I can't hold her for long enough, only to move her when cleaning her out cos she bites, cos shes on her own after her mate died shes very agressive, they used to be out everyday running around my room, but since the other one died shes gone nasty


----------



## Alex (Jun 14, 2009)

Ah wondered whether that would be a problem, couldnt you get someone to put gloves on and hold the gerbil whilst you cut its nails, if that wouldnt work and it cant keep its nails trimmed by you providing it things to wear them down, then a vet would have to cut them.


----------



## Antw23uk (Jan 12, 2009)

Replace part of her substrate with rough sand stone tiles (try B&Q but dont get caught breaking them and then asking for the broken bits for free :whistling2

She will naturally try and dig into this new substrate and it will help file her claws down ... will be good stimulation for her as well but make sure its secure and she cant dig under it or you maight find a rather flat gerbil one morning, lol :2thumb:


----------



## Alex (Jun 14, 2009)

Antw23uk said:


> Replace part of her substrate with rough sand stone tiles :2thumb:


 
Good idea


----------



## Antw23uk (Jan 12, 2009)

Alex said:


> Good idea


I have my moments :blush:


----------



## Alex (Jun 14, 2009)

the thought of using something slightly abrasive was in my mind, at least you have confirmed it i use a slate rock with my tortoises to keep their claws from getting too sharp. just wasnt sure if the same with gerbils


----------



## LisaLQ (Jan 29, 2009)

Gerbils like to dig, I wouldn't replace her substrate.

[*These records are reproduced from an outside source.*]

use std::collections::HashSet;
use std::sync::Arc;

use dashmap::DashMap;
use mesh_storage::client::RawChannel;
use mesh_storage::GetResponse;
use mesh_types::{
    FetchCRDT, FetchQuery, FetchRequest, FetchResponse, MsgId, NodeId1, PublicKey, ReadBlobRequest,
    ReadBlobResponse, StoreRequest, UnsubscribeRequest,
};
use parking_lot::Mutex;

use crate::client::P2PClient;

/// One registered subscription: `reverse = false` pulls from the remote
/// peer into local storage, `reverse = true` pushes local storage to the
/// remote. `remote_public_key = None` matches every connected peer (§4.9).
#[derive(Clone, Debug, PartialEq)]
pub struct AutoFetch {
    pub query: FetchQuery,
    pub crdt: FetchCRDT,
    pub reverse: bool,
    pub remote_public_key: Option<PublicKey>,
}

/// Bookkeeping shared across every `AutoFetcher` on a `Service`, so
/// `syncBlob` can hand an already-in-flight pull to a second caller instead
/// of requesting the same blob twice.
#[derive(Default)]
pub struct BlobSyncRegistry {
    in_flight: DashMap<NodeId1, ()>,
}

impl BlobSyncRegistry {
    pub fn new() -> Arc<Self> {
        Arc::new(Self::default())
    }

    /// Returns `true` if this call claimed the blob (the caller should issue
    /// the read); `false` means another `AutoFetcher` already owns it.
    fn claim(&self, id1: NodeId1) -> bool {
        self.in_flight.insert(id1, ()).is_none()
    }

    fn release(&self, id1: &NodeId1) {
        self.in_flight.remove(id1);
    }
}

/// Owns a set of subscriptions between one remote peer and local storage,
/// both mediated through their own `P2PClient`s, and the mute lists that
/// stop the pair from echoing each other's traffic back and forth (§4.9).
pub struct AutoFetcher<R: RawChannel, L: RawChannel> {
    remote: Arc<P2PClient<R>>,
    local: Arc<P2PClient<L>>,
    connected_public_key: PublicKey,
    mute_msg_ids: Mutex<HashSet<Vec<u8>>>,
    reverse_mute_msg_ids: Mutex<HashSet<Vec<u8>>>,
    blob_size_max_limit: i64,
    active: Mutex<Vec<MsgId>>,
    blob_registry: Arc<BlobSyncRegistry>,
}

impl<R: RawChannel + 'static, L: RawChannel + 'static> AutoFetcher<R, L> {
    pub fn new(
        remote: Arc<P2PClient<R>>,
        local: Arc<P2PClient<L>>,
        connected_public_key: PublicKey,
        blob_size_max_limit: i64,
        blob_registry: Arc<BlobSyncRegistry>,
    ) -> Arc<Self> {
        Arc::new(Self {
            remote,
            local,
            connected_public_key,
            mute_msg_ids: Mutex::new(HashSet::new()),
            reverse_mute_msg_ids: Mutex::new(HashSet::new()),
            blob_size_max_limit,
            active: Mutex::new(Vec::new()),
            blob_registry,
        })
    }

    pub fn add_fetch(self: &Arc<Self>, entries: &[AutoFetch]) {
        for entry in entries {
            if let Some(filter) = entry.remote_public_key {
                if filter != self.connected_public_key {
                    continue;
                }
            }
            if entry.reverse {
                self.start_reverse(entry);
            } else {
                self.start_forward(entry);
            }
        }
    }

    fn start_forward(self: &Arc<Self>, entry: &AutoFetch) {
        let request = FetchRequest { query: entry.query.clone(), crdt: entry.crdt.clone() };
        let response: GetResponse<FetchResponse> = self.remote.storage().fetch(request);
        let msg_id = response.get_msg_id().clone();
        self.mute_msg_ids.lock().insert(msg_id.0.clone());
        self.active.lock().push(msg_id);

        let local = self.local.clone();
        let blob_limit = self.blob_size_max_limit;
        response.on_reply(move |chunk: &FetchResponse| {
            let nodes: Vec<Vec<u8>> = chunk
                .result
                .nodes
                .iter()
                .filter(|n| blob_limit < 0 || (n.len() as i64) <= blob_limit)
                .cloned()
                .collect();
            if nodes.is_empty() {
                return;
            }
            local.storage().store(StoreRequest {
                nodes,
                source_public_key: Vec::new(),
                target_public_key: Vec::new(),
                mute_msg_ids: Vec::new(),
                preserve_transient: false,
                batch_id: 0,
                has_more: false,
            });
        });
    }

    fn start_reverse(self: &Arc<Self>, entry: &AutoFetch) {
        let request = FetchRequest { query: entry.query.clone(), crdt: entry.crdt.clone() };
        let response: GetResponse<FetchResponse> = self.local.storage().fetch(request);
        let msg_id = response.get_msg_id().clone();
        self.reverse_mute_msg_ids.lock().insert(msg_id.0.clone());
        self.active.lock().push(msg_id);

        let remote = self.remote.clone();
        let blob_limit = self.blob_size_max_limit;
        response.on_reply(move |chunk: &FetchResponse| {
            let nodes: Vec<Vec<u8>> = chunk
                .result
                .nodes
                .iter()
                .filter(|n| blob_limit < 0 || (n.len() as i64) <= blob_limit)
                .cloned()
                .collect();
            if nodes.is_empty() {
                return;
            }
            remote.storage().store(StoreRequest {
                nodes,
                source_public_key: Vec::new(),
                target_public_key: Vec::new(),
                mute_msg_ids: Vec::new(),
                preserve_transient: false,
                batch_id: 0,
                has_more: false,
            });
        });
    }

    /// First-match-wins: if another `AutoFetcher` already claimed this blob
    /// via the shared registry, returns `None` and the caller should expect
    /// its eventual write to come from that existing pull. Otherwise issues
    /// the read itself and releases the claim once the stream ends.
    pub fn sync_blob(self: &Arc<Self>, node_id1: NodeId1, expected_len: u64) -> Option<GetResponse<ReadBlobResponse>> {
        if !self.blob_registry.claim(node_id1) {
            return None;
        }
        let response = self.remote.storage().read_blob(ReadBlobRequest {
            node_id1: node_id1.as_bytes().to_vec(),
            pos: 0,
            length: expected_len.min(u32::MAX as u64) as u32,
            target_public_key: Vec::new(),
            source_public_key: Vec::new(),
        });
        let registry = self.blob_registry.clone();
        response.on_cancel(move || registry.release(&node_id1));
        let registry = self.blob_registry.clone();
        response.on_reply(move |r: &ReadBlobResponse| {
            if r.seq == r.end_seq {
                registry.release(&node_id1);
            }
        });
        Some(response)
    }

    pub fn is_muted_forward(&self, msg_id: &[u8]) -> bool {
        self.mute_msg_ids.lock().contains(msg_id)
    }

    pub fn is_muted_reverse(&self, msg_id: &[u8]) -> bool {
        self.reverse_mute_msg_ids.lock().contains(msg_id)
    }

    pub fn stop_all(&self) {
        for msg_id in self.active.lock().drain(..) {
            self.remote.storage().unsubscribe(UnsubscribeRequest { original_msg_id: msg_id.0, target_public_key: Vec::new() });
        }
        self.mute_msg_ids.lock().clear();
        self.reverse_mute_msg_ids.lock().clear();
    }
}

You could put a rough brick or tile under her water bottle though. Make it low enough for her to be able to get on to it, but put the bottle up high enough so that she has to stand on the stone to get to it.


----------



## Antw23uk (Jan 12, 2009)

LisaLQ said:


> Gerbils like to dig, I wouldn't replace her substrate.
> .


Replacing *part* of the substrate would be fine and if she likes digging it wont take long for her claws to shorten, lol .... and then you can take the sandstone tiles out and put back in as and when she needs it for a week or so :2thumb:


----------



## Cookaaaaay (Mar 8, 2009)

I thought Gerbils were supposed to be kept in groups ?


----------



## Trillian (Jul 14, 2008)

I tried clipping my gerbils nails once but they bit me...:devil:...granted this was early on and they weren't as tame as they are now. The vet suggested using a metal nail file to just file down the tips but I figure if you can hold them steady for long enough, then using a nail clippers would be just as effective...:hmm:


----------